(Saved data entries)
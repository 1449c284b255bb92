use authdns_domain::WireError;
use bytes::{BufMut, Bytes, BytesMut};

/// Bounds-checked, position-explicit reader over a received message.
///
/// Every read takes an absolute offset and returns the value together with
/// the offset just past it. Reading past the end is `TruncatedInput`.
#[derive(Debug, Clone, Copy)]
pub struct ByteReader<'a> {
    buf: &'a [u8],
}

impl<'a> ByteReader<'a> {
    pub fn new(buf: &'a [u8]) -> Self {
        Self { buf }
    }

    pub fn len(&self) -> usize {
        self.buf.len()
    }

    pub fn is_empty(&self) -> bool {
        self.buf.is_empty()
    }

    pub fn read_u8(&self, pos: usize) -> Result<(u8, usize), WireError> {
        let ([b], next) = self.read_array::<1>(pos)?;
        Ok((b, next))
    }

    pub fn read_u16(&self, pos: usize) -> Result<(u16, usize), WireError> {
        let (bytes, next) = self.read_array::<2>(pos)?;
        Ok((u16::from_be_bytes(bytes), next))
    }

    pub fn read_u32(&self, pos: usize) -> Result<(u32, usize), WireError> {
        let (bytes, next) = self.read_array::<4>(pos)?;
        Ok((u32::from_be_bytes(bytes), next))
    }

    pub fn read_bytes(&self, pos: usize, len: usize) -> Result<(&'a [u8], usize), WireError> {
        let end = pos.checked_add(len).ok_or(WireError::TruncatedInput)?;
        self.buf
            .get(pos..end)
            .map(|slice| (slice, end))
            .ok_or(WireError::TruncatedInput)
    }

    fn read_array<const N: usize>(&self, pos: usize) -> Result<([u8; N], usize), WireError> {
        let (slice, next) = self.read_bytes(pos, N)?;
        let mut out = [0u8; N];
        out.copy_from_slice(slice);
        Ok((out, next))
    }
}

/// Append-only big-endian writer. `position()` is the offset the next byte
/// will land at, measured from the start of the message.
#[derive(Debug, Default)]
pub struct ByteWriter {
    buf: BytesMut,
}

impl ByteWriter {
    pub fn new() -> Self {
        Self::default()
    }

    pub fn with_capacity(capacity: usize) -> Self {
        Self {
            buf: BytesMut::with_capacity(capacity),
        }
    }

    pub fn position(&self) -> usize {
        self.buf.len()
    }

    pub fn write_u8(&mut self, value: u8) {
        self.buf.put_u8(value);
    }

    pub fn write_u16(&mut self, value: u16) {
        self.buf.put_u16(value);
    }

    pub fn write_u32(&mut self, value: u32) {
        self.buf.put_u32(value);
    }

    pub fn write_bytes(&mut self, bytes: &[u8]) {
        self.buf.put_slice(bytes);
    }

    pub fn as_slice(&self) -> &[u8] {
        &self.buf
    }

    pub fn into_bytes(self) -> Bytes {
        self.buf.freeze()
    }
}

YOUR TASK: The data above should be reproduced in full, word for word.

REPLY TO THE TASK:
repository 1449c284b255bb92
use authdns_domain::WireError;
use bytes::{BufMut, Bytes, BytesMut};

/// Bounds-checked, position-explicit reader over a received message.
///
/// Every read takes an absolute offset and returns the value together with
/// the offset just past it. Reading past the end is `TruncatedInput`.
#[derive(Debug, Clone, Copy)]
pub struct ByteReader<'a> {
    buf: &'a [u8],
}

impl<'a> ByteReader<'a> {
    pub fn new(buf: &'a [u8]) -> Self {
        Self { buf }
    }

    pub fn len(&self) -> usize {
        self.buf.len()
    }

    pub fn is_empty(&self) -> bool {
        self.buf.is_empty()
    }

    pub fn read_u8(&self, pos: usize) -> Result<(u8, usize), WireError> {
        let ([b], next) = self.read_array::<1>(pos)?;
        Ok((b, next))
    }

    pub fn read_u16(&self, pos: usize) -> Result<(u16, usize), WireError> {
        let (bytes, next) = self.read_array::<2>(pos)?;
        Ok((u16::from_be_bytes(bytes), next))
    }

    pub fn read_u32(&self, pos: usize) -> Result<(u32, usize), WireError> {
        let (bytes, next) = self.read_array::<4>(pos)?;
        Ok((u32::from_be_bytes(bytes), next))
    }

    pub fn read_bytes(&self, pos: usize, len: usize) -> Result<(&'a [u8], usize), WireError> {
        let end = pos.checked_add(len).ok_or(WireError::TruncatedInput)?;
        self.buf
            .get(pos..end)
            .map(|slice| (slice, end))
            .ok_or(WireError::TruncatedInput)
    }

    fn read_array<const N: usize>(&self, pos: usize) -> Result<([u8; N], usize), WireError> {
        let (slice, next) = self.read_bytes(pos, N)?;
        let mut out = [0u8; N];
        out.copy_from_slice(slice);
        Ok((out, next))
    }
}

/// Append-only big-endian writer. `position()` is the offset the next byte
/// will land at, measured from the start of the message.
#[derive(Debug, Default)]
pub struct ByteWriter {
    buf: BytesMut,
}

impl ByteWriter {
    pub fn new() -> Self {
        Self::default()
    }

    pub fn with_capacity(capacity: usize) -> Self {
        Self {
            buf: BytesMut::with_capacity(capacity),
        }
    }

    pub fn position(&self) -> usize {
        self.buf.len()
    }

    pub fn write_u8(&mut self, value: u8) {
        self.buf.put_u8(value);
    }

    pub fn write_u16(&mut self, value: u16) {
        self.buf.put_u16(value);
    }

    pub fn write_u32(&mut self, value: u32) {
        self.buf.put_u32(value);
    }

    pub fn write_bytes(&mut self, bytes: &[u8]) {
        self.buf.put_slice(bytes);
    }

    pub fn as_slice(&self) -> &[u8] {
        &self.buf
    }

    pub fn into_bytes(self) -> Bytes {
        self.buf.freeze()
    }
}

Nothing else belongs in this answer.